Dynamic Storage Location Assignment in Warehouses Using Deep Reinforcement Learning
Round 1
Reviewer 1 Report
DSLAP is an important topic in logistics. This paper adopts RL to address this topic, which is a timely research. However, I have the following comments:
1. The motivation of using RL is not very clear. Why not use there are other methods like metaheuristic or exact algorithms?
2. The representation of RL is not formal enough. For example, the formulation of rewards should be provided.
3. There are other RL methods. The authors only use PPO. Why? It would be better to compare other RL methods with PPO.

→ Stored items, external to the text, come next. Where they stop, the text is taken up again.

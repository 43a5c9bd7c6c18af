//! The six planes bounding the room and the containment test against them.

use std::collections::BTreeMap;
use std::fmt;

use glam::Vec3;

use crate::aabb::Aabb;
use crate::config::{Containment, RoomConfig};

/// One face of the room.
#[derive(Debug, Clone, Copy, PartialEq, Eq, PartialOrd, Ord, Hash)]
pub enum Side {
    Top,
    Bottom,
    Left,
    Right,
    Front,
    Back,
}

impl Side {
    pub const ALL: [Side; 6] = [
        Side::Top,
        Side::Bottom,
        Side::Left,
        Side::Right,
        Side::Front,
        Side::Back,
    ];

    /// Outward normal of the face.
    pub fn normal(self) -> Vec3 {
        match self {
            Side::Top => Vec3::Y,
            Side::Bottom => Vec3::NEG_Y,
            Side::Left => Vec3::NEG_X,
            Side::Right => Vec3::X,
            Side::Front => Vec3::Z,
            Side::Back => Vec3::NEG_Z,
        }
    }

    pub fn name(self) -> &'static str {
        match self {
            Side::Top => "top",
            Side::Bottom => "bottom",
            Side::Left => "left",
            Side::Right => "right",
            Side::Front => "front",
            Side::Back => "back",
        }
    }
}

impl fmt::Display for Side {
    fn fmt(&self, f: &mut fmt::Formatter<'_>) -> fmt::Result {
        f.write_str(self.name())
    }
}

/// Half-space `normal · p <= distance`; `normal` points out of the room.
#[derive(Debug, Clone, Copy, PartialEq)]
pub struct BoundaryPlane {
    pub normal: Vec3,
    pub distance: f32,
}

impl BoundaryPlane {
    pub fn signed_distance(&self, point: Vec3) -> f32 {
        self.normal.dot(point) - self.distance
    }

    /// Whether any part of `aabb` leaves the legal side of this plane.
    pub fn is_crossed_by(&self, aabb: &Aabb, containment: Containment) -> bool {
        let far = aabb.max_along(self.normal);
        match containment {
            Containment::Inclusive => far > self.distance,
            Containment::Exclusive => far >= self.distance,
        }
    }
}

/// Violated planes keyed by side. Empty means the box is contained.
pub type IntersectionResult = BTreeMap<Side, BoundaryPlane>;

/// The fixed planes of a room, built once and never moved.
#[derive(Debug, Clone, Copy, PartialEq)]
pub struct BoundaryPlanes {
    pub top: BoundaryPlane,
    pub bottom: BoundaryPlane,
    pub left: BoundaryPlane,
    pub right: BoundaryPlane,
    pub front: BoundaryPlane,
    pub back: BoundaryPlane,
    half_extent: f32,
    containment: Containment,
}

impl BoundaryPlanes {
    pub fn new(room: RoomConfig) -> Self {
        let plane = |side: Side| BoundaryPlane {
            normal: side.normal(),
            distance: room.half_extent,
        };
        Self {
            top: plane(Side::Top),
            bottom: plane(Side::Bottom),
            left: plane(Side::Left),
            right: plane(Side::Right),
            front: plane(Side::Front),
            back: plane(Side::Back),
            half_extent: room.half_extent,
            containment: room.containment,
        }
    }

    pub fn half_extent(&self) -> f32 {
        self.half_extent
    }

    pub fn containment(&self) -> Containment {
        self.containment
    }

    pub fn get(&self, side: Side) -> &BoundaryPlane {
        match side {
            Side::Top => &self.top,
            Side::Bottom => &self.bottom,
            Side::Left => &self.left,
            Side::Right => &self.right,
            Side::Front => &self.front,
            Side::Back => &self.back,
        }
    }

    pub fn iter(&self) -> impl Iterator<Item = (Side, &BoundaryPlane)> + '_ {
        Side::ALL.into_iter().map(move |side| (side, self.get(side)))
    }

    /// Planes the box crosses or lies beyond.
    pub fn evaluate(&self, aabb: &Aabb) -> IntersectionResult {
        self.iter()
            .filter(|(_, plane)| plane.is_crossed_by(aabb, self.containment))
            .map(|(side, plane)| (side, *plane))
            .collect()
    }

    /// Per-axis range check on a point, always boundary-inclusive.
    pub fn contains_point(&self, point: Vec3) -> bool {
        point.abs().cmple(Vec3::splat(self.half_extent)).all()
    }
}

#[cfg(test)]
mod tests {
    use super::*;

    fn room(containment: Containment) -> BoundaryPlanes {
        BoundaryPlanes::new(RoomConfig {
            half_extent: 10.0,
            containment,
        })
    }

    fn sides(result: &IntersectionResult) -> Vec<Side> {
        result.keys().copied().collect()
    }

    #[test]
    fn planes_face_outward() {
        let planes = room(Containment::Inclusive);
        assert_eq!(planes.top.normal, Vec3::Y);
        assert_eq!(planes.back.normal, Vec3::NEG_Z);
        assert!(planes.iter().all(|(_, p)| p.distance == 10.0));
        assert_eq!(planes.right.signed_distance(Vec3::new(12.0, 0.0, 0.0)), 2.0);
    }

    #[test]
    fn box_inside_is_clear() {
        let planes = room(Containment::Exclusive);
        let b = Aabb::new(Vec3::splat(-9.9), Vec3::splat(9.9));
        assert!(planes.evaluate(&b).is_empty());
    }

    #[test]
    fn crossing_names_each_side() {
        let planes = room(Containment::Inclusive);
        let b = Aabb::new(Vec3::new(-11.0, 0.0, -1.0), Vec3::new(1.0, 10.5, 1.0));
        assert_eq!(sides(&planes.evaluate(&b)), vec![Side::Top, Side::Left]);

        let b = Aabb::new(Vec3::new(0.0, -12.0, 9.0), Vec3::new(1.0, 0.0, 10.2));
        assert_eq!(sides(&planes.evaluate(&b)), vec![Side::Bottom, Side::Front]);

        let b = Aabb::new(Vec3::new(9.0, 0.0, -10.1), Vec3::new(10.5, 0.0, 0.0));
        assert_eq!(sides(&planes.evaluate(&b)), vec![Side::Right, Side::Back]);
    }

    #[test]
    fn box_entirely_outside_is_a_violation() {
        let planes = room(Containment::Inclusive);
        let b = Aabb::new(Vec3::new(20.0, 0.0, 0.0), Vec3::new(22.0, 1.0, 1.0));
        assert_eq!(sides(&planes.evaluate(&b)), vec![Side::Right]);
    }

    #[test]
    fn touching_depends_on_policy() {
        let b = Aabb::new(Vec3::new(8.0, -1.0, -1.0), Vec3::new(10.0, 1.0, 1.0));
        assert!(room(Containment::Inclusive).evaluate(&b).is_empty());
        assert_eq!(
            sides(&room(Containment::Exclusive).evaluate(&b)),
            vec![Side::Right]
        );
    }

    #[test]
    fn degenerate_box_is_not_special() {
        let planes = room(Containment::Inclusive);
        let flat = Aabb::new(Vec3::new(-1.0, 3.0, -1.0), Vec3::new(1.0, 3.0, 1.0));
        assert!(planes.evaluate(&flat).is_empty());
        let flat = Aabb::new(Vec3::new(-1.0, 11.0, -1.0), Vec3::new(1.0, 11.0, 1.0));
        assert_eq!(sides(&planes.evaluate(&flat)), vec![Side::Top]);
    }

    #[test]
    fn point_range_is_inclusive() {
        let planes = room(Containment::Exclusive);
        assert!(planes.contains_point(Vec3::new(10.0, -10.0, 0.0)));
        assert!(!planes.contains_point(Vec3::new(15.0, 0.0, 0.0)));
    }
}
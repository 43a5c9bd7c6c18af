// Scene lights

use glam::Vec3;

use crate::appearance::Color;
use crate::error::{EditorError, Result};

/// Intensity given to point and directional lights.
pub const DEFAULT_LIGHT_INTENSITY: f32 = 4.0;

#[derive(Debug, Clone, Copy, PartialEq, Eq)]
pub enum LightKind {
    Ambient,
    Directional,
    Point,
}

impl LightKind {
    pub fn parse(name: &str) -> Result<Self> {
        match name.to_ascii_lowercase().as_str() {
            "ambient" => Ok(LightKind::Ambient),
            "directional" => Ok(LightKind::Directional),
            "point" => Ok(LightKind::Point),
            other => Err(EditorError::UnsupportedKind(format!("{other} light"))),
        }
    }
}

#[derive(Debug, Clone, Copy, PartialEq)]
pub enum Light {
    Ambient {
        color: Color,
        intensity: f32,
    },
    /// Shines from `position` toward `target`.
    Directional {
        color: Color,
        position: Vec3,
        target: Vec3,
        intensity: f32,
    },
    Point {
        color: Color,
        position: Vec3,
        intensity: f32,
    },
}

impl Light {
    pub fn ambient(color: Color, intensity: f32) -> Self {
        Light::Ambient { color, intensity }
    }

    pub fn directional(color: Color, position: Vec3, target: Vec3) -> Self {
        Light::Directional {
            color,
            position,
            target,
            intensity: DEFAULT_LIGHT_INTENSITY,
        }
    }

    pub fn point(color: Color, position: Vec3) -> Self {
        Light::Point {
            color,
            position,
            intensity: DEFAULT_LIGHT_INTENSITY,
        }
    }

    pub fn kind(&self) -> LightKind {
        match self {
            Light::Ambient { .. } => LightKind::Ambient,
            Light::Directional { .. } => LightKind::Directional,
            Light::Point { .. } => LightKind::Point,
        }
    }

    /// Unit direction the light travels, for directional lights.
    pub fn direction(&self) -> Option<Vec3> {
        match self {
            Light::Directional {
                position, target, ..
            } => (*target - *position).try_normalize(),
            _ => None,
        }
    }
}
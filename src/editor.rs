//! Validated editing of the scene.
//!
//! Every change to where an object is or how big it is goes through [`Editor`]:
//! the resulting bounding box is computed from a candidate transform, tested
//! against the room's boundary planes, and only committed when no plane is
//! crossed. A refused operation leaves the object exactly as it was.

use glam::Vec3;
use log::{debug, info, warn};

use crate::aabb::{compute_aabb, Aabb};
use crate::appearance::{Color, Material, TextureRef};
use crate::boundary::BoundaryPlanes;
use crate::config::EditorConfig;
use crate::error::{EditorError, Result};
use crate::geometry::{ShapeKind, Size};
use crate::light::Light;
use crate::math::{degrees_to_radians, Transform};
use crate::scene::{ObjectClass, Scene, SceneObject};

/// Intensity of the ambient light every new scene starts with.
const STARTUP_AMBIENT_INTENSITY: f32 = 10.0;

/// A request to put a new object in the room.
#[derive(Debug, Clone, PartialEq)]
pub struct Placement {
    pub kind: ShapeKind,
    pub size: Size,
    /// Radians about the local x, then y, then z axis.
    pub rotation: Vec3,
    pub position: Vec3,
    pub name: Option<String>,
    pub color_flag: bool,
}

impl Placement {
    pub fn new(kind: ShapeKind) -> Self {
        Self {
            kind,
            size: Size::default(),
            rotation: Vec3::ZERO,
            position: Vec3::ZERO,
            name: None,
            color_flag: false,
        }
    }

    pub fn size(mut self, size: Size) -> Self {
        self.size = size;
        self
    }

    pub fn rotation(mut self, rotation: Vec3) -> Self {
        self.rotation = rotation;
        self
    }

    pub fn at(mut self, position: Vec3) -> Self {
        self.position = position;
        self
    }

    pub fn named(mut self, name: impl Into<String>) -> Self {
        self.name = Some(name.into());
        self
    }

    pub fn color_flag(mut self, color_flag: bool) -> Self {
        self.color_flag = color_flag;
        self
    }
}

pub struct Editor {
    config: EditorConfig,
    planes: BoundaryPlanes,
    scene: Scene,
}

impl Editor {
    /// Editor for the configured room. Fails when the room has no volume.
    pub fn new(config: EditorConfig) -> Result<Self> {
        config.room.validate()?;
        Ok(Self::with_valid_config(config))
    }

    fn with_valid_config(config: EditorConfig) -> Self {
        let mut scene = Scene::new(config.limits);
        scene
            .lights
            .push(Light::ambient(Color::WHITE, STARTUP_AMBIENT_INTENSITY));
        Self {
            planes: BoundaryPlanes::new(config.room),
            config,
            scene,
        }
    }

    pub fn config(&self) -> &EditorConfig {
        &self.config
    }

    pub fn planes(&self) -> &BoundaryPlanes {
        &self.planes
    }

    pub fn scene(&self) -> &Scene {
        &self.scene
    }

    /// Ok when `aabb` stays on the legal side of every plane.
    pub fn check_contained(&self, aabb: &Aabb) -> Result<()> {
        let crossed = self.planes.evaluate(aabb);
        if crossed.is_empty() {
            Ok(())
        } else {
            Err(EditorError::BoundaryViolation {
                sides: crossed.into_keys().collect(),
            })
        }
    }

    /// Adds a new object if its position is in range and its box fits the room.
    pub fn place(&mut self, placement: Placement) -> Result<usize> {
        let class = ObjectClass::of(&placement.kind);
        self.scene.check_capacity(class)?;
        let mesh = placement.kind.build_mesh(placement.size)?;

        if !placement.position.is_finite() || !placement.rotation.is_finite() {
            return Err(EditorError::NonFinite);
        }
        if !self.planes.contains_point(placement.position) {
            warn!("Initial position {} is outside the room", placement.position);
            return Err(EditorError::OutOfRoom {
                position: placement.position,
                half_extent: self.planes.half_extent(),
            });
        }

        let transform = Transform::placed(placement.position, placement.rotation);
        let bounding_box = compute_aabb(&mesh, &transform);
        if let Err(err) = self.check_contained(&bounding_box) {
            warn!("Refused to place {}: {err}", placement.kind.label());
            return Err(err);
        }

        let object = SceneObject::new(
            placement.name,
            class,
            mesh,
            transform,
            bounding_box,
            Material::new(placement.color_flag),
        );
        self.scene.add(object)
    }

    /// Moves an object by `delta`.
    pub fn translate(&mut self, index: usize, delta: Vec3) -> Result<()> {
        if !delta.is_finite() {
            return Err(EditorError::NonFinite);
        }
        let object = self.scene.get(index)?;
        if delta == Vec3::ZERO {
            return Ok(());
        }

        let candidate = object.bounding_box().translated(delta);
        self.check_contained(&candidate)?;

        let transform = object.transform().translated(delta);
        self.scene.get_mut(index)?.commit(transform, candidate);
        debug!("Moved element {index} by {delta}");
        Ok(())
    }

    /// Uniformly scales an object by `factor` about its own position.
    pub fn scale(&mut self, index: usize, factor: f32) -> Result<()> {
        if !factor.is_finite() || factor <= 0.0 {
            return Err(EditorError::InvalidScale(factor));
        }
        let object = self.scene.get(index)?;
        let transform = object.transform().scaled(factor);
        let candidate = object
            .bounding_box()
            .scaled_about(object.transform().position, factor);
        if let Err(err) = self.check_contained(&candidate) {
            warn!("Refused to scale element {index} by {factor}: {err}");
            return Err(err);
        }

        self.scene.get_mut(index)?.commit(transform, candidate);
        debug!("Scaled element {index} by {factor}");
        Ok(())
    }

    /// Rotates an object in its own frame by the rotation vector `angles` (radians).
    ///
    /// The box is recomputed from the rotated geometry before anything is
    /// committed.
    pub fn rotate(&mut self, index: usize, angles: Vec3) -> Result<()> {
        if !angles.is_finite() {
            return Err(EditorError::NonFinite);
        }
        let object = self.scene.get(index)?;
        if angles == Vec3::ZERO {
            return Ok(());
        }

        let transform = object.transform().rotated_local(angles);
        let candidate = compute_aabb(object.mesh(), &transform);
        if let Err(err) = self.check_contained(&candidate) {
            warn!("Refused to rotate element {index}: {err}");
            return Err(err);
        }

        self.scene.get_mut(index)?.commit(transform, candidate);
        debug!("Rotated element {index} by {angles}");
        Ok(())
    }

    /// [`Editor::rotate`] with angles in degrees.
    pub fn rotate_degrees(&mut self, index: usize, degrees: Vec3) -> Result<()> {
        self.rotate(index, degrees_to_radians(degrees))
    }

    pub fn remove(&mut self, index: usize) -> Result<SceneObject> {
        self.scene.remove_at(index)
    }

    pub fn apply_color(&mut self, index: usize, color: Color) -> Result<()> {
        self.scene.get_mut(index)?.material.color = color;
        info!("Color applied to element {index}");
        Ok(())
    }

    pub fn apply_texture(&mut self, index: usize, texture: TextureRef) -> Result<()> {
        let object = self.scene.get_mut(index)?;
        info!("Texture {} applied to element {index}", texture.source);
        object.material.texture = Some(texture);
        Ok(())
    }

    pub fn add_light(&mut self, light: Light) {
        info!("Light added: {:?}", light.kind());
        self.scene.lights.push(light);
    }
}

impl Default for Editor {
    fn default() -> Self {
        Self::with_valid_config(EditorConfig::default())
    }
}
//
//  inflect.rs
//  RouteLens
//
//  Suffix-table singular/plural conversion. Irregular nouns pass through
//  unchanged ("people" stays "people"); callers score these guesses, they
//  don't trust them.
//

/// `categories -> category`, `shelves -> shelf`, `users -> user`.
pub fn singularize(word: &str) -> String {
    if let Some(stem) = word.strip_suffix("ies") {
        if !stem.is_empty() {
            return format!("{stem}y");
        }
    }
    if let Some(stem) = word.strip_suffix("ves") {
        if !stem.is_empty() {
            return format!("{stem}f");
        }
    }
    match word.strip_suffix('s') {
        Some(stem) if !stem.is_empty() => stem.to_string(),
        _ => word.to_string(),
    }
}

/// `category -> categories`, `shelf -> shelves`, `user -> users`.
pub fn pluralize(word: &str) -> String {
    if word.is_empty() || is_plural(word) {
        return word.to_string();
    }
    if let Some(stem) = word.strip_suffix('y') {
        return format!("{stem}ies");
    }
    if let Some(stem) = word.strip_suffix('f') {
        return format!("{stem}ves");
    }
    format!("{word}s")
}

pub fn is_plural(word: &str) -> bool {
    word.len() > 1 && word.ends_with('s')
}

#[cfg(test)]
mod tests {
    use super::*;

    #[test]
    fn test_singularize() {
        assert_eq!(singularize("products"), "product");
        assert_eq!(singularize("categories"), "category");
        assert_eq!(singularize("shelves"), "shelf");
        assert_eq!(singularize("user"), "user");
        assert_eq!(singularize("s"), "s");
        // Known imprecision, kept on purpose.
        assert_eq!(singularize("children"), "children");
        assert_eq!(singularize("people"), "people");
        assert_eq!(singularize("statuses"), "statuse");
    }

    #[test]
    fn test_pluralize() {
        assert_eq!(pluralize("product"), "products");
        assert_eq!(pluralize("category"), "categories");
        assert_eq!(pluralize("shelf"), "shelves");
        assert_eq!(pluralize("users"), "users");
        assert_eq!(pluralize(""), "");
    }
}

4. The literature review is less comprehensive. Some studies on inventory control are missing, for example, A hybrid metaheuristic algorithm for location inventory routing problem with time windows and fuel consumption. Expert Systems With Applications, 2021, 166, 114034
Author Response
Please see the attachment
Author Response File: Author Response.pdf
Reviewer 2 Report
What are the challenges and difficulties of the DSLAP problem? I suggest that the authors outline the challenges.
What are the contributions of this paper? Please summarize them.
Is there related work on solving the DSLAP problem using reinforcement learning?Please make it clear.
Section 2: I suggest that the author introduce in this section what is reinforcement learning.
Section 3: What is the purpose of simulating a real repository? Is there any innovation?
Section 4: How are the states, actions, and rewards of reinforcement learning designed? Please explain the rationale in detail.
Section 5.2: Please cite references to benchmark.
I hope the authors summarize the contribution of the paper and point out the future work in section 8.
Author Response
Please see the attachment
Author Response File: Author Response.pdf
Round 2
Reviewer 1 Report
The version is good.
Reviewer 2 Report
The revision is satisfactory, and the revised version could be accepted.